Ehlers-Danlos Syndromes New Zealand described Aston as a “beacon” for those with the illness in a tribute to her on Facebook.
“She has also been a beacon for many in our community. Hosting multiple events in Auckland throughout the years and being active in our support groups and helping give direction to many, including myself.
“Even until the very end she was keen to help anyone and lend an ear. You will be sorely missed. I hope you rest well now.”
The Herald wrote about Aston in 2018, after she spoke out when she was told the debilitating illness she experienced existed in her head by health professionals.
Ehlers-Danlos Syndromes New Zealand founder Kelly McQuinlan said Aston always maintained her compassion and was consistently thoughtful of others, despite what she was going through.
“She was incredibly supportive and still up for a laugh till the end. For those who were lucky to know her [they] would speak to her strength and resilience, along with their amazing, supportive and thoughtful friendships and connections.

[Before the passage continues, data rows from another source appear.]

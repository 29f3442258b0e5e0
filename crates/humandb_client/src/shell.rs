//! The read-send-print loop.
//!
//! Each turn reads one command line, builds and sends its request, then
//! waits for the response and prints it. Mistakes in a command are reported
//! and the loop goes on; inside a script they abort that script. A lost
//! connection or a fatal error ends the loop and is returned to the caller.

use std::io::Write;

use humandb_protocol::{Channel, CommandKind, CommandRegistry, Response};
use tokio::io::{AsyncBufRead, AsyncRead, AsyncWrite};
use tracing::{debug, info};

use crate::error::{ClientError, ClientResult};
use crate::form::Form;
use crate::input::InputStack;
use crate::request::{build_request, split_line};

/// Prompt printed before every console command.
pub const COMMAND_PROMPT: &str = "$ ";

enum Step {
    Continue,
    Exit,
}

/// An interactive session over a console and an output.
pub struct Shell<R, W> {
    input: InputStack<R>,
    output: W,
    registry: CommandRegistry,
}

impl<R, W> Shell<R, W>
where
    R: AsyncBufRead + Unpin,
    W: Write,
{
    /// Creates a shell reading commands from `console`.
    pub fn new(console: R, output: W) -> Self {
        Self {
            input: InputStack::new(console),
            output,
            registry: CommandRegistry::standard(),
        }
    }

    /// The output the shell writes to.
    pub fn output(&self) -> &W {
        &self.output
    }

    /// Print a line outside of the command loop.
    ///
    /// # Errors
    ///
    /// Returns an error if the output cannot be written.
    pub fn notice(&mut self, text: &str) -> ClientResult<()> {
        writeln!(self.output, "{text}")?;
        Ok(())
    }

    /// Abandon every running script, as after a reconnect.
    pub fn clear_scripts(&mut self) {
        self.input.clear_scripts();
    }

    /// Run commands over `channel` until `exit`.
    ///
    /// # Errors
    ///
    /// Returns the error that ended the session: a lost connection
    /// ([`ClientError::is_disconnect`]) or a fatal error
    /// ([`ClientError::is_fatal`]), including the end of console input.
    pub async fn run<S>(&mut self, channel: &mut Channel<S>) -> ClientResult<()>
    where
        S: AsyncRead + AsyncWrite + Unpin,
    {
        loop {
            match self.turn(channel).await {
                Ok(Step::Continue) => {}
                Ok(Step::Exit) => {
                    info!("session ended by exit");
                    return Ok(());
                }
                Err(err) if err.is_fatal() || err.is_disconnect() => return Err(err),
                Err(err) => self.report(&err)?,
            }
        }
    }

    async fn turn<S>(&mut self, channel: &mut Channel<S>) -> ClientResult<Step>
    where
        S: AsyncRead + AsyncWrite + Unpin,
    {
        self.input.skip_finished_scripts();
        let scripted = self.input.in_script();
        if !scripted {
            write!(self.output, "{COMMAND_PROMPT}")?;
            self.output.flush()?;
        }

        let line = self.input.next_line().await?;
        let Some((name, args)) = split_line(&line) else {
            return Ok(Step::Continue);
        };
        if scripted {
            writeln!(self.output, "{COMMAND_PROMPT}{}", line.trim())?;
        }

        let descriptor = *self
            .registry
            .lookup(name)
            .ok_or_else(|| ClientError::UnknownCommand(name.to_string()))?;
        let request = {
            let mut form = Form::new(&mut self.input, &mut self.output);
            build_request(&descriptor, &args, &mut form).await?
        };

        match descriptor.kind {
            CommandKind::ExecuteScript => self.input.push_script(args[0]).await?,
            CommandKind::Exit => {
                if let Err(err) = channel.send(&request).await {
                    debug!(error = %err, "exit not delivered");
                }
                return Ok(Step::Exit);
            }
            _ => {}
        }

        channel.send(&request).await?;
        match channel.receive::<Response>().await {
            Ok(response) => writeln!(self.output, "{}", response.render())?,
            Err(err) if err.is_envelope_error() => {
                writeln!(self.output, "Malformed response: {err}")?
            }
            Err(err) => return Err(err.into()),
        }
        Ok(Step::Continue)
    }

    fn report(&mut self, err: &ClientError) -> ClientResult<()> {
        match self.input.abort_script() {
            Some(path) => writeln!(self.output, "Script {} aborted: {err}", path.display())?,
            None => writeln!(self.output, "{err}")?,
        }
        Ok(())
    }
}
//! Field-by-field record entry.
//!
//! Each field has a parse function returning the value or a message. At the
//! console a bad value is reported and asked again; inside a script it
//! aborts the record with a [`ClientError::Script`].

use std::io::Write;
use std::path::PathBuf;

use humandb_core::{now, Car, Coordinates, HumanBeing, WeaponType};
use tokio::io::AsyncBufRead;

use crate::error::{ClientError, ClientResult};
use crate::input::InputStack;

/// Prompt printed before every field value.
pub const FIELD_PROMPT: &str = "> ";

/// Non-empty text.
pub fn parse_text(raw: &str) -> Result<String, String> {
    let value = raw.trim();
    if value.is_empty() {
        Err("The value cannot be empty.".to_string())
    } else {
        Ok(value.to_string())
    }
}

/// Any text, possibly empty.
pub fn parse_any_text(raw: &str) -> Result<String, String> {
    Ok(raw.trim().to_string())
}

/// Finite decimal number.
pub fn parse_float(raw: &str) -> Result<f64, String> {
    raw.trim()
        .parse::<f64>()
        .ok()
        .filter(|v| v.is_finite())
        .ok_or_else(|| "The value must be a decimal number.".to_string())
}

/// 64-bit integer.
pub fn parse_integer(raw: &str) -> Result<i64, String> {
    raw.trim()
        .parse::<i64>()
        .map_err(|_| "The value must be an integer.".to_string())
}

/// Positive 32-bit integer, as used for keys and ids.
pub fn parse_positive(raw: &str) -> Result<i32, String> {
    match raw.trim().parse::<i32>() {
        Ok(v) if v > 0 => Ok(v),
        _ => Err("The value must be a positive integer.".to_string()),
    }
}

/// Exactly `true` or `false`.
pub fn parse_flag(raw: &str) -> Result<bool, String> {
    match raw.trim() {
        "true" => Ok(true),
        "false" => Ok(false),
        _ => Err("The value must be true or false.".to_string()),
    }
}

/// Weapon type name, any case.
pub fn parse_weapon(raw: &str) -> Result<WeaponType, String> {
    raw.parse()
        .map_err(|_| format!("Unknown weapon type. Choose one of: {}.", WeaponType::names()))
}

/// Collects records and keys from an [`InputStack`], writing prompts to an
/// output.
pub struct Form<'a, R, W> {
    input: &'a mut InputStack<R>,
    output: &'a mut W,
}

impl<'a, R, W> Form<'a, R, W>
where
    R: AsyncBufRead + Unpin,
    W: Write,
{
    /// Borrow an input stack and an output for one form.
    pub fn new(input: &'a mut InputStack<R>, output: &'a mut W) -> Self {
        Self { input, output }
    }

    async fn ask<T>(
        &mut self,
        label: &str,
        parse: impl Fn(&str) -> Result<T, String>,
    ) -> ClientResult<T> {
        loop {
            writeln!(self.output, "{label}")?;
            write!(self.output, "{FIELD_PROMPT}")?;
            self.output.flush()?;

            let raw = self.input.next_field().await?;
            let scripted = self.input.current_script().map(PathBuf::from);
            if scripted.is_some() {
                writeln!(self.output, "{raw}")?;
            }
            match (parse(&raw), scripted) {
                (Ok(value), _) => return Ok(value),
                (Err(reason), Some(path)) => {
                    return Err(ClientError::Script {
                        path,
                        reason: format!("{label} {reason}"),
                    })
                }
                (Err(reason), None) => writeln!(self.output, "{reason}")?,
            }
        }
    }

    /// Ask for a storage key.
    ///
    /// # Errors
    ///
    /// Fails on a bad value inside a script, or when input ends.
    pub async fn collect_key(&mut self) -> ClientResult<i32> {
        self.ask("Enter the key:", parse_positive).await
    }

    /// Ask for every field of a record.
    ///
    /// The id and creation date are placeholders; the server assigns both.
    ///
    /// # Errors
    ///
    /// Fails on a bad value inside a script, or when input ends.
    pub async fn collect_record(&mut self) -> ClientResult<HumanBeing> {
        let name = self.ask("Enter name:", parse_text).await?;
        let x = self.ask("Enter coordinate x:", parse_float).await?;
        let y = self.ask("Enter coordinate y:", parse_integer).await?;
        let has_toothpick = self.ask("Enter hasToothpick (true/false):", parse_flag).await?;
        let soundtrack_name = self.ask("Enter soundtrackName:", parse_text).await?;
        let impact_speed = self.ask("Enter impactSpeed:", parse_integer).await?;
        let minutes_of_waiting = self.ask("Enter minutesOfWaiting:", parse_float).await?;
        let weapon_label = format!("Enter weaponType, one of: {}", WeaponType::names());
        let weapon_type = self.ask(&weapon_label, parse_weapon).await?;
        let real_hero = self.ask("Enter realHero (true/false):", parse_flag).await?;
        let car_name = self.ask("Enter car name:", parse_any_text).await?;
        let cool = self.ask("Enter car cool (true/false):", parse_flag).await?;

        Ok(HumanBeing {
            id: 0,
            name,
            coordinates: Coordinates { x, y },
            creation_date: now(),
            real_hero,
            has_toothpick,
            impact_speed,
            soundtrack_name,
            minutes_of_waiting,
            weapon_type,
            car: Car {
                name: car_name,
                cool,
            },
        })
    }
}
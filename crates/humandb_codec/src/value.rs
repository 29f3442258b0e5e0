//! Dynamic CBOR value type.

use std::cmp::Ordering;

/// A dynamic CBOR value.
///
/// This is the intermediate tree every envelope passes through on its way
/// to or from the wire. Floats are carried as 64-bit doubles; NaN is not
/// representable on the wire.
#[derive(Debug, Clone, PartialEq)]
pub enum Value {
    /// Null value, used for absent optional fields.
    Null,
    /// Boolean value.
    Bool(bool),
    /// Signed integer (supports full i64 range).
    Integer(i64),
    /// Double-precision float.
    Float(f64),
    /// Byte string.
    Bytes(Vec<u8>),
    /// Text string (UTF-8).
    Text(String),
    /// Array of values.
    Array(Vec<Value>),
    /// Map of key-value pairs (keys are sorted for canonical encoding).
    Map(Vec<(Value, Value)>),
}

impl Value {
    /// Create a map value with sorted keys.
    ///
    /// Keys are sorted by their canonical CBOR encoding (length-first, then
    /// bytewise).
    pub fn map(mut pairs: Vec<(Value, Value)>) -> Self {
        pairs.sort_by(|a, b| a.0.cmp_canonical(&b.0));
        Value::Map(pairs)
    }

    /// Build a text-keyed map from `(&str, Value)` pairs.
    pub fn text_map<I>(fields: I) -> Self
    where
        I: IntoIterator<Item = (&'static str, Value)>,
    {
        Self::map(
            fields
                .into_iter()
                .map(|(k, v)| (Value::Text(k.to_string()), v))
                .collect(),
        )
    }

    /// Compare two values for canonical ordering.
    ///
    /// Mirrors the bytewise comparison of the canonical encodings, which is
    /// what map key sorting needs.
    #[allow(clippy::cast_sign_loss)]
    pub fn cmp_canonical(&self, other: &Self) -> Ordering {
        let self_type = self.major_type();
        let other_type = other.major_type();

        if self_type != other_type {
            return self_type.cmp(&other_type);
        }

        match (self, other) {
            (Value::Integer(a), Value::Integer(b)) => {
                // Same major type means same sign here.
                if *a >= 0 {
                    Self::cmp_unsigned_canonical(*a as u64, *b as u64)
                } else {
                    Self::cmp_unsigned_canonical((-1 - *a) as u64, (-1 - *b) as u64)
                }
            }
            (Value::Bytes(a), Value::Bytes(b)) => a.len().cmp(&b.len()).then_with(|| a.cmp(b)),
            (Value::Text(a), Value::Text(b)) => a.len().cmp(&b.len()).then_with(|| a.cmp(b)),
            (Value::Array(a), Value::Array(b)) => a.len().cmp(&b.len()).then_with(|| {
                a.iter()
                    .zip(b.iter())
                    .map(|(av, bv)| av.cmp_canonical(bv))
                    .find(|ord| *ord != Ordering::Equal)
                    .unwrap_or(Ordering::Equal)
            }),
            (Value::Map(a), Value::Map(b)) => a.len().cmp(&b.len()).then_with(|| {
                a.iter()
                    .zip(b.iter())
                    .map(|((ak, av), (bk, bv))| {
                        ak.cmp_canonical(bk).then_with(|| av.cmp_canonical(bv))
                    })
                    .find(|ord| *ord != Ordering::Equal)
                    .unwrap_or(Ordering::Equal)
            }),
            // Simple values: encoded as a single byte except floats (0xfb + 8).
            _ => self.simple_rank().cmp(&other.simple_rank()),
        }
    }

    fn cmp_unsigned_canonical(a: u64, b: u64) -> Ordering {
        Self::cbor_uint_encoded_len(a)
            .cmp(&Self::cbor_uint_encoded_len(b))
            .then(a.cmp(&b))
    }

    fn cbor_uint_encoded_len(n: u64) -> usize {
        if n <= 23 {
            1
        } else if n <= 0xFF {
            2
        } else if n <= 0xFFFF {
            3
        } else if n <= 0xFFFF_FFFF {
            5
        } else {
            9
        }
    }

    /// Ordering of major-type-7 values by their encoded bytes.
    fn simple_rank(&self) -> (usize, u64) {
        match self {
            Value::Bool(false) => (1, 0xf4),
            Value::Bool(true) => (1, 0xf5),
            Value::Null => (1, 0xf6),
            Value::Float(f) => (9, f.to_bits()),
            _ => (0, 0),
        }
    }

    fn major_type(&self) -> u8 {
        match self {
            Value::Integer(n) if *n >= 0 => 0,
            Value::Integer(_) => 1,
            Value::Bytes(_) => 2,
            Value::Text(_) => 3,
            Value::Array(_) => 4,
            Value::Map(_) => 5,
            Value::Bool(_) | Value::Null | Value::Float(_) => 7,
        }
    }

    /// Short name of this value's kind, for error messages.
    pub fn kind(&self) -> &'static str {
        match self {
            Value::Null => "null",
            Value::Bool(_) => "bool",
            Value::Integer(_) => "integer",
            Value::Float(_) => "float",
            Value::Bytes(_) => "bytes",
            Value::Text(_) => "text",
            Value::Array(_) => "array",
            Value::Map(_) => "map",
        }
    }

    /// Check if this value is null.
    pub fn is_null(&self) -> bool {
        matches!(self, Value::Null)
    }

    /// Get this value as a boolean, if it is one.
    pub fn as_bool(&self) -> Option<bool> {
        match self {
            Value::Bool(b) => Some(*b),
            _ => None,
        }
    }

    /// Get this value as an integer, if it is one.
    pub fn as_integer(&self) -> Option<i64> {
        match self {
            Value::Integer(n) => Some(*n),
            _ => None,
        }
    }

    /// Get this value as a float.
    ///
    /// Integers are widened, so a sender that wrote `2` for a float field
    /// still decodes.
    #[allow(clippy::cast_precision_loss)]
    pub fn as_float(&self) -> Option<f64> {
        match self {
            Value::Float(f) => Some(*f),
            Value::Integer(n) => Some(*n as f64),
            _ => None,
        }
    }

    /// Get this value as bytes, if it is a byte string.
    pub fn as_bytes(&self) -> Option<&[u8]> {
        match self {
            Value::Bytes(b) => Some(b),
            _ => None,
        }
    }

    /// Get this value as a string, if it is a text string.
    pub fn as_text(&self) -> Option<&str> {
        match self {
            Value::Text(s) => Some(s),
            _ => None,
        }
    }

    /// Get this value as an array, if it is one.
    pub fn as_array(&self) -> Option<&[Value]> {
        match self {
            Value::Array(a) => Some(a),
            _ => None,
        }
    }

    /// Get this value as a map, if it is one.
    pub fn as_map(&self) -> Option<&[(Value, Value)]> {
        match self {
            Value::Map(m) => Some(m),
            _ => None,
        }
    }

    /// Look up a text key in this map value.
    pub fn get(&self, key: &str) -> Option<&Value> {
        match self {
            Value::Map(pairs) => pairs
                .iter()
                .find(|(k, _)| k.as_text() == Some(key))
                .map(|(_, v)| v),
            _ => None,
        }
    }
}

impl From<bool> for Value {
    fn from(b: bool) -> Self {
        Value::Bool(b)
    }
}

impl From<i64> for Value {
    fn from(n: i64) -> Self {
        Value::Integer(n)
    }
}

impl From<i32> for Value {
    fn from(n: i32) -> Self {
        Value::Integer(i64::from(n))
    }
}

impl From<f64> for Value {
    fn from(f: f64) -> Self {
        Value::Float(f)
    }
}

impl From<String> for Value {
    fn from(s: String) -> Self {
        Value::Text(s)
    }
}

impl From<&str> for Value {
    fn from(s: &str) -> Self {
        Value::Text(s.to_string())
    }
}

impl<T: Into<Value>> From<Option<T>> for Value {
    fn from(v: Option<T>) -> Self {
        v.map_or(Value::Null, Into::into)
    }
}

impl<T: Into<Value>> From<Vec<T>> for Value {
    fn from(v: Vec<T>) -> Self {
        Value::Array(v.into_iter().map(Into::into).collect())
    }
}

#[cfg(test)]
mod tests {
    use super::*;

    #[test]
    fn map_keys_are_sorted() {
        let map = Value::text_map([
            ("z", Value::Integer(1)),
            ("a", Value::Integer(2)),
            ("m", Value::Integer(3)),
        ]);

        let pairs = map.as_map().unwrap();
        assert_eq!(pairs[0].0, Value::from("a"));
        assert_eq!(pairs[1].0, Value::from("m"));
        assert_eq!(pairs[2].0, Value::from("z"));
    }

    #[test]
    fn map_key_length_ordering() {
        let map = Value::text_map([
            ("abc", Value::Integer(1)),
            ("a", Value::Integer(2)),
            ("ab", Value::Integer(3)),
        ]);

        let keys: Vec<_> = map
            .as_map()
            .unwrap()
            .iter()
            .map(|(k, _)| k.as_text().unwrap().to_string())
            .collect();
        assert_eq!(keys, vec!["a", "ab", "abc"]);
    }

    #[test]
    fn integer_ordering() {
        let mut sorted = vec![
            Value::Integer(-1),
            Value::Integer(0),
            Value::Integer(1),
            Value::Integer(-2),
            Value::Integer(300),
            Value::Integer(2),
        ];
        sorted.sort_by(Value::cmp_canonical);

        assert_eq!(
            sorted,
            vec![
                Value::Integer(0),
                Value::Integer(1),
                Value::Integer(2),
                Value::Integer(300),
                Value::Integer(-1),
                Value::Integer(-2),
            ]
        );
    }

    #[test]
    fn simple_values_order_by_encoding() {
        let mut sorted = vec![Value::Float(1.0), Value::Null, Value::Bool(true)];
        sorted.sort_by(Value::cmp_canonical);
        assert_eq!(
            sorted,
            vec![Value::Bool(true), Value::Null, Value::Float(1.0)]
        );
    }

    #[test]
    fn value_accessors() {
        assert!(Value::Null.is_null());
        assert_eq!(Value::Bool(true).as_bool(), Some(true));
        assert_eq!(Value::Integer(42).as_bool(), None);
        assert_eq!(Value::Integer(42).as_integer(), Some(42));
        assert_eq!(Value::Float(1.5).as_float(), Some(1.5));
        assert_eq!(Value::Integer(2).as_float(), Some(2.0));
        assert_eq!(Value::from("x").as_float(), None);
        assert_eq!(Value::from("hello").as_text(), Some("hello"));
        assert_eq!(Value::Bytes(vec![1, 2]).as_bytes(), Some(&[1, 2][..]));
        assert_eq!(Value::Float(0.0).kind(), "float");
    }

    #[test]
    fn map_get() {
        let map = Value::text_map([("name", Value::from("Alice")), ("age", Value::from(30i64))]);

        assert_eq!(map.get("name"), Some(&Value::from("Alice")));
        assert_eq!(map.get("age"), Some(&Value::Integer(30)));
        assert_eq!(map.get("missing"), None);
        assert_eq!(Value::Null.get("name"), None);
    }

    #[test]
    fn option_maps_to_null() {
        assert_eq!(Value::from(None::<i32>), Value::Null);
        assert_eq!(Value::from(Some(3i32)), Value::Integer(3));
    }
}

“Regardless of her lack of medical care in NZ that she should have received a long time ago as a preventative to her untimely departure, she continued to have hope for anyone else who may be navigating the same systems that failed her.”
McQuinlan and Aston helped create the non-profit charity back in 2017, and McQuinlan said her legacy will continue to live on through the advocacy efforts they make to help enable systemic change within our failing health system.
“Her friends and family will miss her immensely.”
Facebook page Ruby’s Voice Trust, which highlights the death of another young woman after misdiagnosis, also wrote a tribute for Aston.
“Our beautiful friend Steph gained her wings on Friday.
“She was super intelligent and completely sane. Had a wicked sense of humour, mischief, kind and generous, and a lover of small people… auntie to so many.”
The post described Aston as a “blessed” presence in the world.
Advocates for EDS have long said that EDS patients notoriously struggled to get acknowledgement of their condition and this was traumatising.
“Hers is another tragic story of appalling health care and the battle of being labelled with factitious disorder (all in your head).
“Steph was one of 5 in 2018 who hoped that raising awareness through media would help. Unfortunately, it didn’t.”
“Thank you Steph. We love you.”
Aston was 25 flatting in Mt Albert, Auckland when the effects of Ehlers-Danlos syndrome [EDS] began to take hold in October 2015.
Like many adults with EDS, Aston did not know she had the inherited condition and each illness or injury over the years was treated by individual specialists.
Aston was diagnosed by three specialists with EDS, a genetic connective tissue disorder.
But an Auckland Hospital doctor, whom the Herald agreed to call Doctor A, suggested she was not seriously unwell and indicated she was causing her illnesses.
In a complaint to the Health and Disability Commissioner [HDC] in November 2016, Aston said she strongly disagreed with a factitious disorder diagnosis and believed it continued to have a detrimental effect on the care she received and the way she was treated.
This included rectal examinations, being on a psychiatric watch, accusations of eating disorders and self-harm, suggestions her mother was harming her and that she was faking fainting spells, coughing fits and fevers
International EDS expert Dr Heidi Collins previously told the Herald that psychiatric misdiagnoses were common among EDS patients and the challenge was understanding why some psychiatrists were “absolutely unwilling to see or accept an underlying physical issue”.